- AIM OF THE EXERCISE -
Your reply should consist solely of the lines from the start of the material below through the line containing "ai.name, ai.id, ai.operation_count", reproduced exactly.

[Opening RECORDS SUPPLIED section]

//! Bootstrap and maintenance statements.
//!
//! The schema itself (tables, views, procedures) belongs to the database
//! side; this module only knows the queries the serializer issues and the
//! procedure names it calls.

use std::path::Path;
use std::time::Instant;

use tracing::{info, warn};

use chainsink_core::error::SinkError;
use chainsink_core::escape::escape_text;
use chainsink_core::processor::{DataProcessor, ProcessingStatus};
use chainsink_core::protocol::OperationKind;
use chainsink_core::store::{execute_in_transaction, Store};
use chainsink_core::tx_controller::TransactionHandle;

pub const MAX_BLOCK_QUERY: &str =
    "SELECT hb.num AS _max_block FROM hive_blocks hb ORDER BY hb.num DESC LIMIT 1;";
pub const MAX_OPERATION_ID_QUERY: &str =
    "SELECT ho.id AS _max FROM hive_operations ho ORDER BY ho.id DESC LIMIT 1;";
pub const ACCOUNT_CACHE_QUERY: &str =
    "SELECT ai.name, ai.id, ai.operation_count FROM account_operation_count_info_view ai;";
pub const PERMLINK_CACHE_QUERY: &str = "SELECT pd.permlink, pd.id FROM hive_permlink_data pd;";

/// Tables whose indexes and constraints are dropped for a replay.
///
/// `hive_operation_types` is left alone so the type bootstrap can keep
/// relying on `ON CONFLICT DO NOTHING`.
pub const SWITCHED_TABLES: [&str; 7] = [
    "hive_blocks",
    "hive_transactions",
    "hive_transactions_multisig",
    "hive_permlink_data",
    "hive_operations",
    "hive_accounts",
    "hive_account_operations",
];

/// Groups of database objects toggled around a replay.
#[derive(Debug, Clone, Copy, PartialEq, Eq)]
pub enum DbItems {
    IndexesConstraints,
    ForeignKeys,
}

impl DbItems {
    /// Order in which the groups are switched: foreign keys go first on drop
    /// and last on restore.
    pub fn switch_order(create: bool) -> [DbItems; 2] {
        if create {
            [Self::IndexesConstraints, Self::ForeignKeys]
        } else {
            [Self::ForeignKeys, Self::IndexesConstraints]
        }
    }

    pub fn procedure(self, create: bool) -> &'static str {
        match (self, create) {
            (Self::IndexesConstraints, true) => "restore_indexes_constraints",
            (Self::ForeignKeys, true) => "restore_foreign_keys",
            (Self::IndexesConstraints, false) => "save_and_drop_indexes_constraints",
            (Self::ForeignKeys, false) => "save_and_drop_indexes_foreign_keys",
        }
    }

    pub fn description(self) -> &'static str {
        match self {
            Self::IndexesConstraints => "indexes/constraints",
            Self::ForeignKeys => "foreign keys",
        }
    }
}

pub fn procedure_call(procedure: &str, table: &str) -> String {
    format!("SELECT {procedure}( '{table}' );")
}

/// Insert every known operation kind into `hive_operation_types`.
pub fn operation_type_definitions() -> String {
    let tuples: Vec<String> = OperationKind::all()
        .iter()
        .map(|kind| {
            format!(
                "({},{},{})",
                kind.id(),
                escape_text(kind.name()),
                if kind.is_virtual() { "TRUE" } else { "FALSE" }
            )
        })
        .collect();

    format!(
        "INSERT INTO hive_operation_types(id, name, is_virtual) VALUES\n{}\nON CONFLICT DO NOTHING;",
        tuples.join("\n,")
    )
}

/// Outcome of running a schema script.
#[derive(Debug, Clone, Copy, Default, PartialEq, Eq)]
pub struct ScriptOutcome {
    pub executed: usize,
    pub failed: usize,
}

/// Run the schema script at `path` one line at a time, each line in its own
/// transaction. A failing line is logged and skipped.
pub async fn execute_schema_script(store: &dyn Store, path: &Path) -> Result<ScriptOutcome, SinkError> {
    let script = tokio::fs::read_to_string(path).await.map_err(|e| {
        SinkError::Config(format!("cannot read schema script {}: {e}", path.display()))
    })?;

    info!(schema = %path.display(), "executing schema script");
    let mut outcome = ScriptOutcome::default();
    for line in script.lines().filter(|l| !l.trim().is_empty()) {
        match execute_in_transaction(store, line).await {
            Ok(_) => outcome.executed += 1,
            Err(e) => {
                warn!(schema = %path.display(), query = line, error = %e, "failed to execute query from schema script");
                outcome.failed += 1;
            }
        }
    }
    info!(executed = outcome.executed, failed = outcome.failed, "schema script finished");
    Ok(outcome)
}

/// Schema script (when given) followed by the operation type definitions.
pub async fn bootstrap(store: &dyn Store, path_to_schema: Option<&Path>) -> Result<ScriptOutcome, SinkError> {
    let outcome = match path_to_schema {
        Some(path) => execute_schema_script(store, path).await?,
        None => ScriptOutcome::default(),
    };
    execute_in_transaction(store, &operation_type_definitions()).await?;
    Ok(outcome)
}

/// Create (`create == true`) or save-and-drop every index, constraint and
/// foreign key of the serialized tables.
///
/// Each group is handled by one temporary processor per table, all running
/// in parallel.
pub async fn switch_db_items(store: &dyn Store, create: bool) -> Result<(), SinkError> {
    for items in DbItems::switch_order(create) {
        switch_items(store, items, create).await?;
    }
    Ok(())
}

async fn switch_items(store: &dyn Store, items: DbItems, create: bool) -> Result<(), SinkError> {
    let mode = if create { "creating" } else { "dropping" };
    info!(objects = items.description(), mode, "switching database items");

    let mut processors = Vec::with_capacity(SWITCHED_TABLES.len());
    for table in SWITCHED_TABLES {
        let query = procedure_call(items.procedure(create), table);
        let description = format!("Query processor: `{query}`");
        let processor = DataProcessor::start(description, store, move |(), tx: TransactionHandle| {
            let query = query.clone();
            async move {
                info!(query = %query, "attempting to execute query");
                let start = Instant::now();
                tx.execute(&query).await?;
                info!(
                    table,
                    elapsed_ms = start.elapsed().as_millis() as u64,
                    "{} of {} done",
                    if create { "creation" } else { "saving and dropping" },
                    items.description()
                );
                Ok(ProcessingStatus::processed(0))
            }
        })
        .await?;
        processor.trigger(()).await?;
        processors.push(processor);
    }

    let mut failed = Vec::new();
    for mut processor in processors {
        processor.join().await?;
        if processor.processed_batches() != 1 {
            failed.push(processor.name().to_string());
        }
    }
    if !failed.is_empty() {
        return Err(SinkError::Store(format!(
            "switching {} failed for: {}",
            items.description(),
            failed.join(", ")
        )));
    }

    info!(objects = items.description(), mode, "database items switched");
    Ok(())
}
//! Table writers: one data processor per destination table.
//!
//! A [`TableWriter`] turns a whole batch into exactly one bulk insert:
//!
//! ```text
//! INSERT INTO hive_accounts(id, name) VALUES
//! (1,E'alice')
//! ,(2,E'bob')
//! ;
//! ```

use std::sync::Arc;

use tracing::debug;

use crate::error::SinkError;
use crate::processor::{DataProcessor, ProcessingStatus};
use crate::stage::StageTracker;
use crate::store::Store;
use crate::tx_controller::{TransactionControllerPtr, TransactionHandle};

/// A record kind that maps onto one destination table.
pub trait SqlTuple {
    const TABLE: &'static str;
    /// Explicit column list, in tuple order.
    const COLUMNS: &'static str;

    /// Values of this row, comma-joined, without the surrounding parentheses.
    fn to_sql_tuple(&self) -> String;
}

/// Render `rows` as a single bulk insert; `None` for an empty batch.
pub fn bulk_insert_statement<R: SqlTuple>(rows: &[R]) -> Option<String> {
    let (first, rest) = rows.split_first()?;

    let mut sql = String::with_capacity(64 + rows.len() * 64);
    sql.push_str("INSERT INTO ");
    sql.push_str(R::TABLE);
    sql.push('(');
    sql.push_str(R::COLUMNS);
    sql.push_str(") VALUES\n(");
    sql.push_str(&first.to_sql_tuple());
    sql.push_str(")\n");
    for row in rest {
        sql.push_str(",(");
        sql.push_str(&row.to_sql_tuple());
        sql.push_str(")\n");
    }
    sql.push(';');
    Some(sql)
}

/// Rows of one flush plus the block stage they complete.
struct WriterBatch<R> {
    rows: Vec<R>,
    stage: Option<u32>,
}

async fn flush_rows<R: SqlTuple>(
    batch: WriterBatch<R>,
    tx: TransactionHandle,
) -> Result<ProcessingStatus, SinkError> {
    let status = match bulk_insert_statement(&batch.rows) {
        Some(sql) => {
            tx.execute(&sql).await?;
            ProcessingStatus::processed(batch.rows.len() as u64)
        }
        None => ProcessingStatus::processed(0),
    };
    Ok(status.with_stage(batch.stage))
}

/// Batch-sink worker for one table.
pub struct TableWriter<R> {
    processor: DataProcessor<WriterBatch<R>>,
    /// Controller displaced by `register_transaction_controller`.
    previous_controller: Option<TransactionControllerPtr>,
}

impl<R> TableWriter<R>
where
    R: SqlTuple + Send + 'static,
{
    pub async fn start(description: impl Into<String>, store: &dyn Store) -> Result<Self, SinkError> {
        let processor = DataProcessor::start(description, store, flush_rows::<R>).await?;
        Ok(Self {
            processor,
            previous_controller: None,
        })
    }

    /// Hand `rows` to the worker; with `wait_for_completion` also wait until
    /// they are committed. An empty batch is a no-op.
    pub async fn trigger(&self, rows: Vec<R>, wait_for_completion: bool) -> Result<(), SinkError> {
        self.trigger_stage(rows, None, wait_for_completion).await
    }

    /// Like [`trigger`](Self::trigger), tagging the batch with the block
    /// `stage` it completes. A tagged batch is always handed over, even when
    /// empty, so the stage is reported once every earlier batch is committed.
    pub async fn trigger_stage(
        &self,
        rows: Vec<R>,
        stage: Option<u32>,
        wait_for_completion: bool,
    ) -> Result<(), SinkError> {
        if rows.is_empty() && stage.is_none() {
            return Ok(());
        }
        debug!(table = R::TABLE, rows = rows.len(), ?stage, "triggering table flush");
        self.processor.trigger(WriterBatch { rows, stage }).await?;
        if wait_for_completion {
            self.processor.complete_data_processing().await?;
        }
        Ok(())
    }

    pub async fn complete_data_processing(&self) -> Result<(), SinkError> {
        self.processor.complete_data_processing().await
    }
}

impl<R> TableWriter<R> {
    pub fn name(&self) -> &str {
        self.processor.name()
    }

    /// Install `controller`, remembering the current one for
    /// [`restore_transaction_controller`](Self::restore_transaction_controller).
    pub fn register_transaction_controller(
        &mut self,
        controller: TransactionControllerPtr,
    ) -> Result<(), SinkError> {
        if self.previous_controller.is_some() {
            return Err(SinkError::Consistency(format!(
                "writer '{}' already has a registered transaction controller",
                self.processor.name()
            )));
        }
        self.previous_controller = Some(self.processor.register_transaction_controller(controller));
        Ok(())
    }

    /// Put back the controller displaced by the last registration and return
    /// the one that was active.
    pub fn restore_transaction_controller(&mut self) -> Result<TransactionControllerPtr, SinkError> {
        let previous = self.previous_controller.take().ok_or_else(|| {
            SinkError::Consistency(format!(
                "writer '{}' has no transaction controller to restore",
                self.processor.name()
            ))
        })?;
        Ok(self.processor.register_transaction_controller(previous))
    }

    pub fn set_stage_tracker(&self, tracker: Arc<StageTracker>) {
        self.processor.set_stage_tracker(tracker);
    }

    pub fn is_running(&self) -> bool {
        self.processor.is_running()
    }

    pub fn processed_rows(&self) -> u64 {
        self.processor.processed_rows()
    }

    pub async fn join(&mut self) -> Result<(), SinkError> {
        self.processor.join().await
    }

    pub async fn cancel(&mut self) -> Result<(), SinkError> {
        self.processor.cancel().await
    }
}

#[cfg(test)]
mod tests {
    use super::*;
    use crate::records::AccountRow;
    use crate::store::MemoryStore;
    use crate::tx_controller::{ControllerKind, SharedTransactionController, TransactionController};

    fn accounts(n: i32) -> Vec<AccountRow> {
        (1..=n)
            .map(|id| AccountRow {
                id,
                name: format!("user{id}"),
            })
            .collect()
    }

    #[test]
    fn bulk_statement_layout() {
        let sql = bulk_insert_statement(&accounts(2)).unwrap();
        assert_eq!(
            sql,
            "INSERT INTO hive_accounts(id, name) VALUES\n(1,E'user1')\n,(2,E'user2')\n;"
        );
        assert!(bulk_insert_statement::<AccountRow>(&[]).is_none());
    }

    #[tokio::test]
    async fn batch_of_n_rows_is_one_statement_with_n_tuples() {
        let store = MemoryStore::new();
        let mut writer = TableWriter::<AccountRow>::start("Account data writer", &store)
            .await
            .unwrap();

        writer.trigger(accounts(25), true).await.unwrap();

        assert_eq!(store.inserts_into("hive_accounts").len(), 1);
        assert_eq!(store.committed_rows("hive_accounts"), 25);
        assert_eq!(writer.processed_rows(), 25);
        writer.join().await.unwrap();
    }

    #[tokio::test]
    async fn empty_batch_is_noop() {
        let store = MemoryStore::new();
        let mut writer = TableWriter::<AccountRow>::start("Account data writer", &store)
            .await
            .unwrap();
        writer.trigger(Vec::new(), true).await.unwrap();
        writer.join().await.unwrap();
        assert!(store.committed_statements().is_empty());
    }

    #[tokio::test]
    async fn shared_controller_holds_rows_until_owner_commits() {
        let store = MemoryStore::new();
        let mut writer = TableWriter::<AccountRow>::start("Account data writer", &store)
            .await
            .unwrap();
        let shared = Arc::new(SharedTransactionController::connect(&store).await.unwrap());

        writer.register_transaction_controller(shared.clone()).unwrap();
        assert!(writer.register_transaction_controller(shared.clone()).is_err());

        writer.trigger(accounts(3), true).await.unwrap();
        assert_eq!(store.committed_rows("hive_accounts"), 0);
        shared.commit_pending().await.unwrap();
        assert_eq!(store.committed_rows("hive_accounts"), 3);

        let displaced = writer.restore_transaction_controller().unwrap();
        assert_eq!(displaced.kind(), ControllerKind::Shared);
        assert!(writer.restore_transaction_controller().is_err());

        writer.trigger(accounts(2), true).await.unwrap();
        assert_eq!(store.committed_rows("hive_accounts"), 5);
        writer.join().await.unwrap();
    }

    #[tokio::test]
    async fn stage_fires_after_every_writer_committed() {
        let store = MemoryStore::new();
        let tracker = Arc::new(StageTracker::new(2, |_| {}).unwrap());
        let mut first = TableWriter::<AccountRow>::start("Account data writer", &store)
            .await
            .unwrap();
        let mut second = TableWriter::<AccountRow>::start("Second account writer", &store)
            .await
            .unwrap();
        first.set_stage_tracker(Arc::clone(&tracker));
        second.set_stage_tracker(Arc::clone(&tracker));

        first.trigger_stage(accounts(2), Some(10), true).await.unwrap();
        assert_eq!(tracker.committed_block(), 0);

        // Nothing to write, but the stage still has to be reported.
        second.trigger_stage(Vec::new(), Some(10), true).await.unwrap();
        assert_eq!(tracker.committed_block(), 10);
        assert_eq!(store.committed_rows("hive_accounts"), 2);

        first.join().await.unwrap();
        second.join().await.unwrap();
    }
}
/// QR error-correction level.
#[derive(Debug, Clone, Copy, PartialEq, Eq)]
pub enum ErrorCorrection {
    Low,      // ~7% recovery
    Medium,   // ~15% recovery
    Quartile, // ~25% recovery
    High,     // ~30% recovery
}

impl From<ErrorCorrection> for qrcode::EcLevel {
    fn from(level: ErrorCorrection) -> Self {
        match level {
            ErrorCorrection::Low => qrcode::EcLevel::L,
            ErrorCorrection::Medium => qrcode::EcLevel::M,
            ErrorCorrection::Quartile => qrcode::EcLevel::Q,
            ErrorCorrection::High => qrcode::EcLevel::H,
        }
    }
}

/// Logical QR matrix: `width * width` modules in row-major order, `true` = dark.
#[derive(Debug, Clone, PartialEq, Eq)]
pub struct QrSymbol {
    pub version: u8,
    pub error_correction: ErrorCorrection,
    pub width: usize,
    pub modules: Vec<bool>,
}

impl QrSymbol {
    pub fn is_dark(&self, x: usize, y: usize) -> bool {
        self.modules[y * self.width + x]
    }
}

/// Square PNG image ready to be sent to the client.
#[derive(Debug, Clone)]
pub struct RenderedImage {
    pub bytes: Vec<u8>,
    pub width: u32,
    pub height: u32,
}

impl RenderedImage {
    pub const DATA_URL_PREFIX: &'static str = "data:image/png;base64,";

    pub fn to_data_url(&self) -> String {
        use base64::{Engine as _, engine::general_purpose::STANDARD};

        format!("{}{}", Self::DATA_URL_PREFIX, STANDARD.encode(&self.bytes))
    }
}

#[cfg(test)]
mod tests {
    use super::*;

    #[test]
    fn data_url_has_png_prefix() {
        let image = RenderedImage {
            bytes: vec![0x89, b'P', b'N', b'G'],
            width: 1,
            height: 1,
        };
        assert_eq!(image.to_data_url(), "data:image/png;base64,iVBORw==");
    }

    #[test]
    fn levels_map_onto_encoder_levels() {
        assert_eq!(qrcode::EcLevel::from(ErrorCorrection::Low), qrcode::EcLevel::L);
        assert_eq!(qrcode::EcLevel::from(ErrorCorrection::Medium), qrcode::EcLevel::M);
        assert_eq!(qrcode::EcLevel::from(ErrorCorrection::Quartile), qrcode::EcLevel::Q);
        assert_eq!(qrcode::EcLevel::from(ErrorCorrection::High), qrcode::EcLevel::H);
    }

    #[test]
    fn modules_are_row_major() {
        let symbol = QrSymbol {
            version: 1,
            error_correction: ErrorCorrection::Medium,
            width: 2,
            modules: vec![true, false, false, true],
        };
        assert!(symbol.is_dark(0, 0));
        assert!(!symbol.is_dark(1, 0));
        assert!(!symbol.is_dark(0, 1));
        assert!(symbol.is_dark(1, 1));
    }
}
use anyhow::{Context, Result};

const DEFAULT_HOST: &str = "127.0.0.1";
const DEFAULT_PORT: u16 = 8080;
// Default Bun dev and preview server ports
const DEFAULT_ORIGINS: [&str; 2] = ["http://localhost:5173", "http://localhost:4173"];

#[derive(Debug, Clone, PartialEq, Eq)]
pub struct Settings {
    pub host: String,
    pub port: u16,
    pub allowed_origins: Vec<String>,
}

impl Settings {
    /// Read settings from the process environment (after `.env` has been loaded)
    pub fn from_env() -> Result<Self> {
        Self::from_lookup(|key| std::env::var(key).ok())
    }

    fn from_lookup(lookup: impl Fn(&str) -> Option<String>) -> Result<Self> {
        let host = lookup("HOST")
            .filter(|h| !h.trim().is_empty())
            .unwrap_or_else(|| DEFAULT_HOST.to_string());

        let port = match lookup("PORT") {
            Some(raw) => raw
                .trim()
                .parse::<u16>()
                .with_context(|| format!("PORT must be a valid port number, got {:?}", raw))?,
            None => DEFAULT_PORT,
        };

        let allowed_origins = match lookup("CORS_ALLOWED_ORIGINS") {
            Some(raw) => raw
                .split(',')
                .map(str::trim)
                .filter(|o| !o.is_empty())
                .map(String::from)
                .collect(),
            None => DEFAULT_ORIGINS.iter().map(|o| o.to_string()).collect(),
        };

        Ok(Self {
            host,
            port,
            allowed_origins,
        })
    }
}
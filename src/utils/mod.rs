pub mod encoder;
pub mod qr_generator;
pub mod raster;
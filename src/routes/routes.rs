use actix_web::web;

use crate::handlers::health_handlers::health_check;
use crate::handlers::qr_handlers::{generate_qr, generate_qr_png, json_error_handler};

/// Largest JSON body accepted by the generation routes
const JSON_LIMIT: usize = 16 * 1024;

/// Configure the routes
pub fn init_routes(cfg: &mut web::ServiceConfig) {
    cfg.service(
        web::scope("/api")
            .app_data(
                web::JsonConfig::default()
                    .limit(JSON_LIMIT)
                    .error_handler(json_error_handler),
            )
            .route("/health/check", web::get().to(health_check))
            .route("/qr", web::post().to(generate_qr))
            .route("/qr/png", web::post().to(generate_qr_png)),
    );
}
use actix_web::{HttpResponse, ResponseError, http::StatusCode};
use thiserror::Error;

use crate::structs::qr_request::ValidationFailure;

/// Faults inside the encode/render pipeline. None of these are fixable by the client.
#[derive(Error, Debug)]
pub enum GenerationError {
    #[error("data does not fit in any QR version")]
    DataTooLong,

    #[error("QR encoder error: {0}")]
    Encoder(#[from] qrcode::types::QrError),

    #[error("PNG encoding error: {0}")]
    Png(#[from] image::ImageError),

    #[error("generation panicked: {0}")]
    Panicked(String),
}

#[derive(Error, Debug)]
pub enum ApiError {
    #[error("validation error")]
    Validation(ValidationFailure),

    #[error("generation failed: {0}")]
    Generation(#[from] GenerationError),
}

impl From<ValidationFailure> for ApiError {
    fn from(failure: ValidationFailure) -> Self {
        ApiError::Validation(failure)
    }
}

impl ResponseError for ApiError {
    fn status_code(&self) -> StatusCode {
        match self {
            ApiError::Validation(_) => StatusCode::BAD_REQUEST,
            ApiError::Generation(_) => StatusCode::INTERNAL_SERVER_ERROR,
        }
    }

    fn error_response(&self) -> HttpResponse {
        match self {
            ApiError::Validation(failure) => HttpResponse::BadRequest().json(failure),
            // Details stay in the logs
            ApiError::Generation(_) => HttpResponse::InternalServerError().json(serde_json::json!({
                "message": "Failed to generate QR code"
            })),
        }
    }
}
pub mod qr_code;
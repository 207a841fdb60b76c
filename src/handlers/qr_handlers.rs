use actix_web::{HttpResponse, error, http::header, web};
use serde::Serialize;

use crate::errors::ApiError;
use crate::models::qr_code::RenderedImage;
use crate::state::app_state::AppState;
use crate::structs::qr_request::{GenerationRequest, ValidationFailure};

#[derive(Serialize)]
#[serde(rename_all = "camelCase")]
pub struct QrResponse {
    pub data_url: String,
}

fn generate(app_state: &AppState, req: GenerationRequest) -> Result<RenderedImage, ApiError> {
    let validated = req.into_validated().map_err(|failure| {
        log::info!(
            "Rejected QR request, invalid fields: {:?}",
            failure.field_errors.keys().collect::<Vec<_>>()
        );
        failure
    })?;

    let image = app_state.generator.generate(&validated).map_err(|e| {
        log::error!("QR code generation failed: {}", e);
        e
    })?;

    log::debug!(
        "Generated {}x{} QR code ({} bytes)",
        image.width,
        image.height,
        image.bytes.len()
    );
    Ok(image)
}

/// Generate a QR code and return it as a base64 PNG data URL
pub async fn generate_qr(
    app_state: web::Data<AppState>,
    web::Json(req): web::Json<GenerationRequest>,
) -> Result<HttpResponse, ApiError> {
    let image = generate(&app_state, req)?;

    Ok(HttpResponse::Ok().json(QrResponse {
        data_url: image.to_data_url(),
    }))
}

/// Generate a QR code and return the raw PNG as a download
pub async fn generate_qr_png(
    app_state: web::Data<AppState>,
    web::Json(req): web::Json<GenerationRequest>,
) -> Result<HttpResponse, ApiError> {
    let image = generate(&app_state, req)?;

    Ok(HttpResponse::Ok()
        .content_type("image/png")
        .insert_header((
            header::CONTENT_DISPOSITION,
            "attachment; filename=\"qr-code.png\"",
        ))
        .body(image.bytes))
}

const MALFORMED_BODY_MESSAGE: &str =
    "Request body must be a JSON object such as {\"link\": \"https://example.com\", \"size\": 320}";

/// Turn unparseable bodies into the same 400 shape as field validation errors
pub fn json_error_handler(err: error::JsonPayloadError, _req: &actix_web::HttpRequest) -> error::Error {
    log::info!("Rejected malformed QR request body: {}", err);
    let failure = ValidationFailure::malformed_body(MALFORMED_BODY_MESSAGE);
    ApiError::Validation(failure).into()
}
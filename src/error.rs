//! govinfer error types

use thiserror::Error;

/// govinfer error type
#[derive(Error, Debug)]
pub enum Error {
    /// Malformed sample: empty dataset, zero-row column, ragged columns
    #[error("Input error: {0}")]
    Input(String),

    /// Configuration error
    #[error("Configuration error: {0}")]
    Config(String),

    /// Malformed data dictionary
    #[error("Dictionary error: {0}")]
    Dictionary(String),

    /// The assembled policy failed its own structural validation
    #[error("Internal invariant failure: {0}")]
    InternalInvariant(String),

    /// IO error
    #[error("IO error: {0}")]
    Io(#[from] std::io::Error),

    /// JSON serialization error
    #[error("Serialization error: {0}")]
    Serialization(#[from] serde_json::Error),

    /// YAML serialization error
    #[error("YAML error: {0}")]
    Yaml(#[from] serde_yaml::Error),

    /// TOML parse error
    #[error("TOML error: {0}")]
    Toml(#[from] toml::de::Error),
}

/// Result type alias for govinfer operations
pub type Result<T> = std::result::Result<T, Error>;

[Closing RECORDS SUPPLIED section]

- TASK RESPONSE -
//! Bootstrap and maintenance statements.
//!
//! The schema itself (tables, views, procedures) belongs to the database
//! side; this module only knows the queries the serializer issues and the
//! procedure names it calls.

use std::path::Path;
use std::time::Instant;

use tracing::{info, warn};

use chainsink_core::error::SinkError;
use chainsink_core::escape::escape_text;
use chainsink_core::processor::{DataProcessor, ProcessingStatus};
use chainsink_core::protocol::OperationKind;
use chainsink_core::store::{execute_in_transaction, Store};
use chainsink_core::tx_controller::TransactionHandle;

pub const MAX_BLOCK_QUERY: &str =
    "SELECT hb.num AS _max_block FROM hive_blocks hb ORDER BY hb.num DESC LIMIT 1;";
pub const MAX_OPERATION_ID_QUERY: &str =
    "SELECT ho.id AS _max FROM hive_operations ho ORDER BY ho.id DESC LIMIT 1;";
pub const ACCOUNT_CACHE_QUERY: &str =
    "SELECT ai.name, ai.id, ai.operation_count FROM account_operation_count_info_view ai;";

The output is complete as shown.